Student research results (posters and flyers) have been presented to the college community on the display boards located in the Science and Technology building, and Honors launch.
Students and PI Werner-Fraczek presented the scientific results of the FWS project to the Riverside Community College District Board of Trustees three times over the course of the project. Twice the college website featured the "Who lives Here" slide shows that compiled selected photographs from the student-conducted camera trapping project.
The MVC community has been constantly updated on the developments and successes of the FWS project by media releases and college website.
Student Involvement in Community Projects and Initiatives
USDA Native Plant Protection Project fieldwork team
Besides coursework assignments, students participating in the FWS project have multiple opportunities to visit and be involved in other initiatives. Since the beginning of the FWS project MVC students participated in:
- Urban Tree Project
- Global Bird Count Project
- UCR Botanical Gardens visits
- San Bernardino County Museum visits (Photos)
- MVC's Swallow Club
- Swallow Day Events
- USDA Protection of Tricolor Winged Blackbird Habitat
- USDA Native Plant Protection Project
The ultimate goal of FWS is to increase enrollment, retention, completion and transfer rates of students in STEM disciplines by engaging them in meaningful undergraduate research experiences. As such, FWS has actively conducted outreach to families and youth in Moreno Valley to educate them about STEM education and career opportunities, and disseminate the exciting research MVC students are conducting with the project. The Press Enterprise, the local newspaper for western Riverside County, published two articles featuring the project. Articles appeared both in print and in online outlets for the paper, which has a daily circulation of approximately 92,000. The project has its presence on the college website. The FWS has a permanent booth at the Welcome College Day, and the Senior Days organized by MVC for local high school students.
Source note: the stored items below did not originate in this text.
//! Command-line interface definition using clap.
//!
//! - [`Args`] - CLI argument structure
//! - [`OutputFormat`] - `clap`-aware output format, converts into
//!   [`format::OutputFormat`](crate::format::OutputFormat)

use std::path::PathBuf;

use clap::{Parser, ValueEnum};
use serde::{Deserialize, Serialize};

/// Flatten a chat workspace channel export into one message table,
/// with optional thread replies and per-user activity statistics.
#[derive(Parser, Debug, Clone)]
#[command(name = "chatstats")]
#[command(version, about, long_about = None)]
#[command(after_help = "EXAMPLES:
    chatstats export/general
    chatstats export/general -o general.jsonl -f jsonl
    chatstats export/general --after 2024-01-01 --user U024BE7LH
    chatstats export/general --stats --users export/users.json --top 5
    chatstats export/general --replies-out replies.json --skip-incomplete")]
pub struct Args {
    /// Channel directory holding the daily export files
    pub channel_dir: PathBuf,

    /// Path to output file
    #[arg(short, long, default_value = "messages.csv")]
    pub output: String,

    /// Output format
    #[arg(short, long, value_enum, default_value = "csv")]
    pub format: OutputFormat,

    /// Only read files with this extension
    #[arg(long, value_name = "EXT")]
    pub ext: Option<String>,

    /// Skip messages lacking text, user or ts instead of failing
    #[arg(long)]
    pub skip_incomplete: bool,

    /// Keep messages on or after this date (YYYY-MM-DD, UTC)
    #[arg(long, value_name = "DATE")]
    pub after: Option<String>,

    /// Keep messages on or before this date (YYYY-MM-DD, UTC)
    #[arg(long, value_name = "DATE")]
    pub before: Option<String>,

    /// Keep messages written by this user id
    #[arg(long, value_name = "ID")]
    pub user: Option<String>,

    /// Users export used to show real names in statistics
    #[arg(long, value_name = "PATH")]
    pub users: Option<PathBuf>,

    /// Print per-user activity statistics
    #[arg(long)]
    pub stats: bool,

    /// Entries per statistics category
    #[arg(long, value_name = "N", default_value_t = 10)]
    pub top: usize,

    /// Also write thread replies here (format from the extension)
    #[arg(long, value_name = "PATH")]
    pub replies_out: Option<PathBuf>,

    /// Verbose logging to stderr (overridden by RUST_LOG)
    #[arg(short, long)]
    pub verbose: bool,
}

/// Output format options.
#[derive(Debug, Clone, Copy, PartialEq, Eq, Hash, ValueEnum, Default, Serialize, Deserialize)]
#[serde(rename_all = "lowercase")]
pub enum OutputFormat {
    /// Delimited table, `;` separated (default)
    #[default]
    Csv,

    /// Pretty JSON array
    Json,

    /// One JSON object per line
    #[value(alias = "ndjson")]
    Jsonl,
}

impl OutputFormat {
    pub fn extension(&self) -> &'static str {
        crate::format::OutputFormat::from(*self).extension()
    }
}

impl std::fmt::Display for OutputFormat {
    fn fmt(&self, f: &mut std::fmt::Formatter<'_>) -> std::fmt::Result {
        write!(f, "{}", crate::format::OutputFormat::from(*self))
    }
}

impl From<OutputFormat> for crate::format::OutputFormat {
    fn from(format: OutputFormat) -> crate::format::OutputFormat {
        match format {
            OutputFormat::Csv => crate::format::OutputFormat::Csv,
            OutputFormat::Json => crate::format::OutputFormat::Json,
            OutputFormat::Jsonl => crate::format::OutputFormat::Jsonl,
        }
    }
}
PI Werner-Fraczek visited Arizona Middle School in May 2017 where swallows also nest on school buildings. She spoke with students about the birds and about the MVC efforts to protect the swallows by studying about them. The visit concluded with a student walk to map nests.
In March 2017, PI Werner-Fraczek delivered a presentation about the research-based learning taking place at MVC under the FWS project to the U.S. Department of Agriculture (USDA) field office in Riverside, CA. The presentation explained how MVC's collaboration with the Western Riverside County Region California Department of Fish and Wildlife has been strengthened by BIO-12 students participating in two projects. Students participated in Protection of Tricolor Winged Blackbird Habitat by planting rose bushes in the San Jacinto Wildlife Area. They also participated in the Native Plant Protection project by weeding designated plots in the Jurupa Park. The USDA recognized MVC's students by publishing an acknowledgment in the field office's monthly bulletin.